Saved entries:
══════
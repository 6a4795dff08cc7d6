//! DNS materialization of upstream node sets
//!
//! Upstreams whose nodes carry hostnames are cloned with IP-resolved
//! nodes before selection. Clones are cached per upstream identity and
//! source version with a bounded TTL. When a re-resolution yields the
//! same node set the previous version tag is kept so downstream caches
//! keyed on `conf_version` stay warm; a changed answer stamps a fresh
//! timestamp tag.

use crate::error::{GatewayError, Result};
use crate::store::{Upstream, UpstreamNode};
use async_trait::async_trait;
use dashmap::DashMap;
use std::net::IpAddr;
use std::sync::Arc;
use std::time::{Duration, Instant, SystemTime, UNIX_EPOCH};

/// Host → addresses lookup; injectable for tests
#[async_trait]
pub trait Resolver: Send + Sync {
    async fn resolve(&self, host: &str) -> Result<Vec<IpAddr>>;
}

/// Resolver backed by the operating system's stub resolver
pub struct SystemResolver;

#[async_trait]
impl Resolver for SystemResolver {
    async fn resolve(&self, host: &str) -> Result<Vec<IpAddr>> {
        let addrs: Vec<IpAddr> = tokio::net::lookup_host((host, 0))
            .await
            .map_err(|e| GatewayError::DnsResolution {
                host: host.to_string(),
                cause: e.to_string(),
            })?
            .map(|sa| sa.ip())
            .collect();
        if addrs.is_empty() {
            return Err(GatewayError::DnsResolution {
                host: host.to_string(),
                cause: "no addresses returned".into(),
            });
        }
        Ok(addrs)
    }
}

struct CacheEntry {
    source_version: u64,
    nodes: Vec<UpstreamNode>,
    /// Timestamp suffix carried by the materialized version; `None`
    /// until an answer change is first observed
    tag: Option<u64>,
    expires_at: Instant,
}

/// The outcome of materializing one upstream
pub struct Materialized {
    pub upstream: Arc<Upstream>,
    /// `Some(ts)` when the conf version must carry a `#ts` suffix
    pub tag: Option<u64>,
}

/// TTL-bounded cache of IP-materialized upstream clones
pub struct DnsCache {
    resolver: Arc<dyn Resolver>,
    ttl: Duration,
    entries: DashMap<String, CacheEntry>,
}

impl DnsCache {
    pub fn new(resolver: Arc<dyn Resolver>, ttl: Duration) -> Self {
        Self {
            resolver,
            ttl,
            entries: DashMap::new(),
        }
    }

    /// Materialize `upstream` under the cache identity `key`.
    ///
    /// `version` is the source revision of the entity the nodes came
    /// from; a version change invalidates the cached clone immediately,
    /// TTL expiry forces a re-resolution otherwise.
    pub async fn materialize(
        &self,
        key: &str,
        version: u64,
        upstream: &Arc<Upstream>,
    ) -> Result<Materialized> {
        if !upstream.has_domain() {
            return Ok(Materialized {
                upstream: upstream.clone(),
                tag: None,
            });
        }

        if let Some(entry) = self.entries.get(key) {
            if entry.source_version == version && Instant::now() < entry.expires_at {
                return Ok(Materialized {
                    upstream: Arc::new(with_nodes(upstream, entry.nodes.clone())),
                    tag: entry.tag,
                });
            }
        }

        let nodes = self.resolve_nodes(upstream).await?;

        // Keep the previous tag while the resolved node set is
        // equivalent; stamp a fresh one when the answers changed.
        let tag = match self.entries.get(key) {
            Some(previous) if previous.nodes == nodes => previous.tag,
            Some(_) => Some(unix_now()),
            None => None,
        };

        self.entries.insert(
            key.to_string(),
            CacheEntry {
                source_version: version,
                nodes: nodes.clone(),
                tag,
                expires_at: Instant::now() + self.ttl,
            },
        );

        tracing::debug!(
            upstream = key,
            nodes = nodes.len(),
            tagged = tag.is_some(),
            "Upstream nodes materialized from DNS"
        );

        Ok(Materialized {
            upstream: Arc::new(with_nodes(upstream, nodes)),
            tag,
        })
    }

    async fn resolve_nodes(&self, upstream: &Upstream) -> Result<Vec<UpstreamNode>> {
        let mut nodes = Vec::with_capacity(upstream.nodes.len());
        for node in &upstream.nodes {
            if node.is_ip() {
                nodes.push(node.clone());
                continue;
            }
            let addrs = self.resolver.resolve(&node.host).await?;
            for addr in addrs {
                nodes.push(UpstreamNode {
                    host: addr.to_string(),
                    port: node.port,
                    weight: node.weight,
                });
            }
        }
        // Deterministic order makes node-set equivalence a plain compare
        nodes.sort_by(|a, b| {
            a.host
                .cmp(&b.host)
                .then_with(|| a.port.cmp(&b.port))
                .then_with(|| a.weight.cmp(&b.weight))
        });
        Ok(nodes)
    }

    /// Drop every cached materialization (config resync)
    pub fn clear(&self) {
        self.entries.clear();
    }

    pub fn len(&self) -> usize {
        self.entries.len()
    }

    pub fn is_empty(&self) -> bool {
        self.entries.is_empty()
    }
}

fn with_nodes(upstream: &Arc<Upstream>, nodes: Vec<UpstreamNode>) -> Upstream {
    let mut clone = (**upstream).clone();
    clone.nodes = nodes;
    clone
}

fn unix_now() -> u64 {
    SystemTime::now()
        .duration_since(UNIX_EPOCH)
        .map(|d| d.as_secs())
        .unwrap_or(0)
}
══════
About this task >> Every entry above should be given again exactly as shown.

Task output >>
repository 6a4795dff08cc7d6
//! DNS materialization of upstream node sets
//!
//! Upstreams whose nodes carry hostnames are cloned with IP-resolved
//! nodes before selection. Clones are cached per upstream identity and
//! source version with a bounded TTL. When a re-resolution yields the
//! same node set the previous version tag is kept so downstream caches
//! keyed on `conf_version` stay warm; a changed answer stamps a fresh
//! timestamp tag.

use crate::error::{GatewayError, Result};
use crate::store::{Upstream, UpstreamNode};
use async_trait::async_trait;
use dashmap::DashMap;
use std::net::IpAddr;
use std::sync::Arc;
use std::time::{Duration, Instant, SystemTime, UNIX_EPOCH};

/// Host → addresses lookup; injectable for tests
#[async_trait]
pub trait Resolver: Send + Sync {
    async fn resolve(&self, host: &str) -> Result<Vec<IpAddr>>;
}

/// Resolver backed by the operating system's stub resolver
pub struct SystemResolver;

#[async_trait]
impl Resolver for SystemResolver {
    async fn resolve(&self, host: &str) -> Result<Vec<IpAddr>> {
        let addrs: Vec<IpAddr> = tokio::net::lookup_host((host, 0))
            .await
            .map_err(|e| GatewayError::DnsResolution {
                host: host.to_string(),
                cause: e.to_string(),
            })?
            .map(|sa| sa.ip())
            .collect();
        if addrs.is_empty() {
            return Err(GatewayError::DnsResolution {
                host: host.to_string(),
                cause: "no addresses returned".into(),
            });
        }
        Ok(addrs)
    }
}

struct CacheEntry {
    source_version: u64,
    nodes: Vec<UpstreamNode>,
    /// Timestamp suffix carried by the materialized version; `None`
    /// until an answer change is first observed
    tag: Option<u64>,
    expires_at: Instant,
}

/// The outcome of materializing one upstream
pub struct Materialized {
    pub upstream: Arc<Upstream>,
    /// `Some(ts)` when the conf version must carry a `#ts` suffix
    pub tag: Option<u64>,
}

/// TTL-bounded cache of IP-materialized upstream clones
pub struct DnsCache {
    resolver: Arc<dyn Resolver>,
    ttl: Duration,
    entries: DashMap<String, CacheEntry>,
}

impl DnsCache {
    pub fn new(resolver: Arc<dyn Resolver>, ttl: Duration) -> Self {
        Self {
            resolver,
            ttl,
            entries: DashMap::new(),
        }
    }

    /// Materialize `upstream` under the cache identity `key`.
    ///
    /// `version` is the source revision of the entity the nodes came
    /// from; a version change invalidates the cached clone immediately,
    /// TTL expiry forces a re-resolution otherwise.
    pub async fn materialize(
        &self,
        key: &str,
        version: u64,
        upstream: &Arc<Upstream>,
    ) -> Result<Materialized> {
        if !upstream.has_domain() {
            return Ok(Materialized {
                upstream: upstream.clone(),
                tag: None,
            });
        }

        if let Some(entry) = self.entries.get(key) {
            if entry.source_version == version && Instant::now() < entry.expires_at {
                return Ok(Materialized {
                    upstream: Arc::new(with_nodes(upstream, entry.nodes.clone())),
                    tag: entry.tag,
                });
            }
        }

        let nodes = self.resolve_nodes(upstream).await?;

        // Keep the previous tag while the resolved node set is
        // equivalent; stamp a fresh one when the answers changed.
        let tag = match self.entries.get(key) {
            Some(previous) if previous.nodes == nodes => previous.tag,
            Some(_) => Some(unix_now()),
            None => None,
        };

        self.entries.insert(
            key.to_string(),
            CacheEntry {
                source_version: version,
                nodes: nodes.clone(),
                tag,
                expires_at: Instant::now() + self.ttl,
            },
        );

        tracing::debug!(
            upstream = key,
            nodes = nodes.len(),
            tagged = tag.is_some(),
            "Upstream nodes materialized from DNS"
        );

        Ok(Materialized {
            upstream: Arc::new(with_nodes(upstream, nodes)),
            tag,
        })
    }

    async fn resolve_nodes(&self, upstream: &Upstream) -> Result<Vec<UpstreamNode>> {
        let mut nodes = Vec::with_capacity(upstream.nodes.len());
        for node in &upstream.nodes {
            if node.is_ip() {
                nodes.push(node.clone());
                continue;
            }
            let addrs = self.resolver.resolve(&node.host).await?;
            for addr in addrs {
                nodes.push(UpstreamNode {
                    host: addr.to_string(),
                    port: node.port,
                    weight: node.weight,
                });
            }
        }
        // Deterministic order makes node-set equivalence a plain compare
        nodes.sort_by(|a, b| {
            a.host
                .cmp(&b.host)
                .then_with(|| a.port.cmp(&b.port))
                .then_with(|| a.weight.cmp(&b.weight))
        });
        Ok(nodes)
    }

    /// Drop every cached materialization (config resync)
    pub fn clear(&self) {
        self.entries.clear();
    }

    pub fn len(&self) -> usize {
        self.entries.len()
    }

    pub fn is_empty(&self) -> bool {
        self.entries.is_empty()
    }
}

fn with_nodes(upstream: &Arc<Upstream>, nodes: Vec<UpstreamNode>) -> Upstream {
    let mut clone = (**upstream).clone();
    clone.nodes = nodes;
    clone
}

fn unix_now() -> u64 {
    SystemTime::now()
        .duration_since(UNIX_EPOCH)
        .map(|d| d.as_secs())
        .unwrap_or(0)
}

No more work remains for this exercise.